A última prática ligada ao greenwashing envolve o uso de selos e outras certificações de sustentabilidade que são falsas. Andreolli explica que existem diversos selos que são incluídos em embalagens e comprovam práticas sustentáveis na cadeia produtiva, ausência de testes em animais ou de determinados produtos poluentes. O problema não está no selo em si, mas sim em quem o fornece.
É comum que empresas acabem colocando seus próprios selos, mas que não tenham provas que corroborem as informações. Assim, é importante ficar atento ao que aparece na embalagem, e verificar se o selo ou certificação foram dados por organizações confiáveis. “Existem selos como o FSC, o de produto orgânico e o de eficiência energética, também conhecido como Procel”, explica a professora.
Como combater o greenwashing?
Andreolli considera que “um combate a toda a gama de falsos discursos mercadológicos” possui diversas necessidades. “Deveria ter maior responsabilização do meio organizacional, mais ceticismo do consumidor, conscientização do mercado consumidor e mais atuação de órgãos de defesa do consumidor”, opina.

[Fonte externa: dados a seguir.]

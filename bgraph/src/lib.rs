//! Out-of-core vertex-centric graph engine.
//!
//! Graphs are pre-partitioned on disk into blocks (contiguous vertex
//! ranges) and sub-blocks (contiguous edge ranges); the engine streams
//! sub-blocks from disk through a byte-budgeted edge buffer while a worker
//! pool runs user kernels over whatever is resident. Kernels enter through
//! the map primitives on [`engine::BlockEngine`] and talk to the world
//! through [`state::VertexState`] and [`engine::GraphView`].

pub mod bitmap;
pub mod buffer;
pub mod config;
pub mod engine;
pub mod error;
pub mod executor;
pub mod graph;
pub mod hub;
pub mod layout;
pub mod meta;
pub mod pool;
pub mod reader;
pub mod scheduler;
pub mod state;
pub mod types;
pub mod writer;

pub use config::{parse_size, EngineConfig, ReadMode};
pub use engine::{BlockEngine, GraphView};
pub use error::{Error, Result};
pub use state::{VertexState, VertexValue};
pub use types::{BlockId, EdgeIndex, SubBlockId, VertexCount, VertexDegree, VertexId};
//! Borůvka-style minimum spanning forest over id-weighted edges.
//!
//! Each round every vertex nominates its smallest adjacent vertex, the
//! nominations hook components together through the min-combine, parent
//! chains are flattened, and intra-component edges are contracted away.
//! The parent labels converge to one representative per component.

use std::sync::atomic::{AtomicU32, Ordering};
use std::sync::Arc;

use bgraph::{BlockEngine, VertexId};
use log::debug;

const NO_EDGE: u32 = u32::MAX;

pub fn run(engine: &BlockEngine<u32>) -> u32 {
    let n = engine.num_vertices() as usize;
    let min_edge: Arc<Vec<AtomicU32>> = Arc::new((0..n).map(|_| AtomicU32::new(NO_EDGE)).collect());

    let s = engine.state();
    engine.map_vertex(move |v| s.write(v, v));

    let mut rounds = 0;
    while engine.remaining_edges() > 0 {
        let g = engine.view();
        let me = min_edge.clone();
        engine.map_vertex_with_edges(move |v| {
            if g.out_degree(v) == 0 {
                return;
            }
            let Some(edges) = g.out_edges(v) else {
                return;
            };
            let mut nearest = NO_EDGE;
            for &dst in edges.iter() {
                me[dst as usize].fetch_min(v, Ordering::Relaxed);
                nearest = nearest.min(dst);
            }
            me[v as usize].fetch_min(nearest, Ordering::Relaxed);
        });

        let s = engine.state();
        let me = min_edge.clone();
        engine.map_vertex(move |v| {
            let dst = me[v as usize].swap(NO_EDGE, Ordering::Relaxed);
            if dst == NO_EDGE {
                return;
            }
            let vp = s.read(v);
            let dp = s.read(dst);
            if vp < dp {
                s.write_min(dp, vp);
            } else if vp > dp {
                s.write_min(vp, dp);
            }
        });

        let s = engine.state();
        engine.map_vertex(move |v| {
            let mut parent = s.read(v);
            if parent == v {
                return;
            }
            while parent != s.read(parent) {
                parent = s.read(parent);
            }
            s.write_min(v, parent);
        });

        let s = engine.state();
        engine.map_edge_and_mutate(move |u, v| s.read(u) == s.read(v));

        rounds += 1;
        debug!("mst round {rounds}: {} edges left", engine.remaining_edges());
    }
    let s = engine.state();
    engine.map_vertex(move |v| {
        let mut parent = s.read(v);
        while parent != s.read(parent) {
            parent = s.read(parent);
        }
        s.write_min(v, parent);
    });
    rounds
}

/// Representative of `v`'s component after a finished run.
pub fn component(engine: &BlockEngine<u32>, v: VertexId) -> VertexId {
    engine.state().read(v)
}
//! Async sub-block reader: one thread, one io_uring, at most `queue_depth`
//! reads in flight.
//!
//! For each ReadMessage the reader streams the block's scheduled
//! sub-blocks: admit against the edge buffer, submit, and publish each
//! completed array into the BlockGraph before signalling it on the ready
//! queue. Short reads are resubmitted at the advanced offset; a negative
//! completion is fatal. After the last completion it pushes the ready-queue
//! sentinel and responds to the scheduler.

use std::collections::HashMap;
use std::fs::{self, File};
use std::os::fd::AsRawFd;
use std::path::PathBuf;
use std::sync::Arc;
use std::thread::JoinHandle;

use crossbeam::channel::{Receiver, Sender};
use io_uring::{opcode, squeue, types, IoUring};
use log::{debug, info};
use rand::seq::SliceRandom;

use crate::buffer::EdgeBuffer;
use crate::config::{EngineConfig, ReadMode};
use crate::error::fatal;
use crate::graph::{BlockGraph, BlockIndex};
use crate::hub::{Message, ReadMessage};
use crate::meta::{self, GraphMeta};
use crate::types::*;

struct InFlight {
    sub: SubBlockId,
    // must stay open until the final completion
    file: File,
    buf: Vec<VertexId>,
    want: u64,
    done: u64,
}

pub struct Reader {
    root: PathBuf,
    meta: Arc<GraphMeta>,
    graphs: Arc<Vec<BlockGraph>>,
    buffer: Arc<EdgeBuffer>,
    mode: ReadMode,
    static_schedule: HashMap<BlockId, Vec<SubBlockId>>,
    queue_depth: u32,
    reader_rx: Receiver<ReadMessage>,
    response_tx: Sender<Message>,
}

impl Reader {
    pub fn new(
        cfg: &EngineConfig,
        meta: Arc<GraphMeta>,
        graphs: Arc<Vec<BlockGraph>>,
        buffer: Arc<EdgeBuffer>,
        reader_rx: Receiver<ReadMessage>,
        response_tx: Sender<Message>,
    ) -> Self {
        Reader {
            root: cfg.root.clone(),
            meta,
            graphs,
            buffer,
            mode: cfg.mode,
            static_schedule: cfg.static_schedule.clone(),
            queue_depth: cfg.queue_depth,
            reader_rx,
            response_tx,
        }
    }

    pub fn spawn(self) -> JoinHandle<()> {
        std::thread::Builder::new()
            .name("bg-reader".into())
            .spawn(move || self.run())
            .expect("spawn reader thread")
    }

    fn run(self) {
        let mut ring = match IoUring::new(self.queue_depth) {
            Ok(r) => r,
            Err(e) => fatal!("io_uring queue init: {e}"),
        };
        let mut total_read = 0u64;
        while let Ok(mut msg) = self.reader_rx.recv() {
            if msg.terminated {
                break;
            }
            let block = msg.block;
            debug!("reader starts block {block}");
            msg.bytes_read = self.stream_block(&mut ring, &msg);
            total_read += msg.bytes_read;
            debug!("reader completes block {block} ({} bytes)", msg.bytes_read);
            self.response_tx
                .send(Message::Read(msg))
                .expect("response queue closed");
        }
        info!("reader read {total_read} bytes in total, shutting down");
    }

    fn schedule(&self, block: BlockId) -> Vec<SubBlockId> {
        let n = self.graphs[block as usize].num_sub_blocks();
        match self.mode {
            ReadMode::Normal => (0..n).collect(),
            ReadMode::Random => {
                let mut order: Vec<_> = (0..n).collect();
                order.shuffle(&mut rand::thread_rng());
                order
            }
            ReadMode::Static => self
                .static_schedule
                .get(&block)
                .cloned()
                .unwrap_or_else(|| (0..n).collect()),
        }
    }

    fn stream_block(&self, ring: &mut IoUring, msg: &ReadMessage) -> u64 {
        let block = msg.block;
        let graph = &self.graphs[block as usize];

        if msg.reload_index {
            let path = meta::index_path(&self.root, block, msg.mutated);
            let bytes = match fs::read(&path) {
                Ok(b) => b,
                Err(e) => fatal!("open {} failed: {e}", path.display()),
            };
            match BlockIndex::decode(&self.meta.blocks[block as usize], &bytes) {
                Ok(idx) => graph.publish_index(idx),
                Err(e) => fatal!("block {block}: {e}"),
            }
        }

        let order = self.schedule(block);
        self.buffer.activate(block, &order);

        let qd = self.queue_depth as usize;
        let mut slab: Vec<Option<InFlight>> = (0..qd).map(|_| None).collect();
        let mut next = 0usize;
        let mut outstanding = 0usize;
        let mut completed = 0usize;
        let mut bytes_read = 0u64;

        while completed < order.len() {
            while outstanding < qd && next < order.len() {
                let sub = order[next];
                let path = meta::sub_block_path(&self.root, block, sub, msg.mutated);
                let file = match File::open(&path) {
                    Ok(f) => f,
                    Err(e) => fatal!("open {} failed: {e}", path.display()),
                };
                let want = match file.metadata() {
                    Ok(m) => m.len(),
                    Err(e) => fatal!("stat {} failed: {e}", path.display()),
                };
                if want % EDGE_BYTES != 0 {
                    fatal!("{}: size {want} is not a whole number of edges", path.display());
                }
                if want == 0 {
                    self.buffer.apply(block, sub, 0);
                    graph.publish_sub(sub, Vec::new());
                    self.buffer.push_loaded(block, sub);
                    next += 1;
                    completed += 1;
                    continue;
                }
                // With reads in flight, admission must not block: the next
                // completion may free budget. With nothing in flight it
                // must, and the executor's finish calls will wake it.
                if outstanding == 0 {
                    self.buffer.apply(block, sub, want);
                } else if !self.buffer.try_apply(block, sub, want) {
                    break;
                }
                let slot = slab
                    .iter()
                    .position(Option::is_none)
                    .expect("in-flight slab full");
                slab[slot] = Some(InFlight {
                    sub,
                    file,
                    buf: vec![0; (want / EDGE_BYTES) as usize],
                    want,
                    done: 0,
                });
                submit_read(ring, slot, slab[slot].as_mut().unwrap());
                outstanding += 1;
                next += 1;
            }

            if outstanding == 0 {
                continue;
            }
            if let Err(e) = ring.submit_and_wait(1) {
                fatal!("io_uring submit_and_wait: {e}");
            }
            let cqes: Vec<_> = ring.completion().collect();
            for cqe in cqes {
                let slot = cqe.user_data() as usize;
                let res = cqe.result();
                let fl = slab[slot].as_mut().expect("completion for empty slot");
                if res < 0 {
                    fatal!(
                        "read of block {block} sub-block {} failed: errno {}",
                        fl.sub,
                        -res
                    );
                }
                if res == 0 {
                    fatal!(
                        "short read of block {block} sub-block {}: {} of {} bytes",
                        fl.sub,
                        fl.done,
                        fl.want
                    );
                }
                fl.done += res as u64;
                if fl.done < fl.want {
                    // partial read: resubmit the remainder at the advanced
                    // offset
                    submit_read(ring, slot, fl);
                    continue;
                }
                let fl = slab[slot].take().expect("double completion");
                bytes_read += fl.want;
                graph.publish_sub(fl.sub, fl.buf);
                self.buffer.push_loaded(block, fl.sub);
                outstanding -= 1;
                completed += 1;
            }
        }

        self.buffer.push_sentinel();
        bytes_read
    }
}

fn submit_read(ring: &mut IoUring, slot: usize, fl: &mut InFlight) {
    // Safety: the buffer lives in the slab until the final completion for
    // this slot is reaped.
    let ptr = unsafe { fl.buf.as_mut_ptr().cast::<u8>().add(fl.done as usize) };
    let len = (fl.want - fl.done) as u32;
    let entry = opcode::Read::new(types::Fd(fl.file.as_raw_fd()), ptr, len)
        .offset(fl.done)
        .build()
        .user_data(slot as u64);
    push_entry(ring, &entry);
}

// A full submission queue is transient: flush it and retry.
fn push_entry(ring: &mut IoUring, entry: &squeue::Entry) {
    loop {
        let pushed = unsafe { ring.submission().push(entry).is_ok() };
        if pushed {
            return;
        }
        if let Err(e) = ring.submit() {
            fatal!("io_uring submit: {e}");
        }
    }
}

Ela destaca que a própria demanda dos consumidores pela adoção de práticas sustentáveis por empresas é essencial. É comum que uma empresa denunciada por greenwashing sofra mais consequências no setor financeiro, com perdas de investidores, do que entre os consumidores, que, segundo a professora, ficam mais no discurso do que em um abandono efetivo da marca.
Além da atenção aos selos e certificados, Andreolli considera que é importante que os consumidores busquem se manter informados e pesquisem mais sobre os produtos que consumem. Os setores de higiene, cosméticos e de utilidades domésticas, por exemplo, foram identificados em uma pesquisa do Instituto Brasileiro de Defesa do Consumidor (Idec) como os que mais realizam o greenwashing e, portanto, exigem atenção redobrada.
Para ela, o consumidor “já deve estranhar quando ver afirmações vagas e exageradas”. Vale também ficar atento a publicações em jornais e de ONGs denunciando violações de leis ambientais ou registrando práticas que não são sustentáveis.
Outra informação importante para os consumidores é que a prática de greenwashing possui punições previstas em lei. “O código de defesa do consumidor possui várias previsões aplicáveis ao greenwashing, e prevê várias consequências legais”, explica Méo.
O greenwashing enquadra-se na prática de propaganda enganosa, e em alguns casos pode representar uma propaganda abusiva, pois o consumidor acaba indo contra um valor que possui de respeito ao ambiente ao ser enganado. “Essa falha informacional também pode representar um vício do produto, ou seja, ele tem uma qualidade inferior ao que se divulgou”, observa a advogada.
Nesses casos, os consumidores podem pedir um ressarcimento do valor do produto ou uma indenização por danos materiais ou morais. Méo pontua que o greenwashing pode caracterizar uma prática abusiva, o que pode permitir que um órgão de defesa do consumidor realize ações judiciais contra uma companhia, levando a uma retirada do produto, correção da informação ou indenização coletiva aos consumidores.
Em todos os casos, porém, a ação legal depende de uma iniciativa dos consumidores, portanto, da capacidade deles de identificar o greenwashing e saber como combater essa prática.
Andreolli considera que o greenwashing vai além de um interesse financeiro das empresas. “Quando fala de maior responsabilização organizacional, é realmente uma mudança de paradigma, até a década de 1970 as empresas não tinham essa preocupação, é uma mudança de mentalidade de todo mundo da empresa, mudança de processos, é algo caro mas também difícil e que demanda tempo. Talvez na ânsia de tentar atender a essas demandas, ajeitam algo, em geral a divulgação, mas não readéquam tudo o que precisa”.
Porém, a professora considera que “algo está mudando. Os consumidores têm tido essa demanda por práticas sustentáveis, e ela está aumentando”.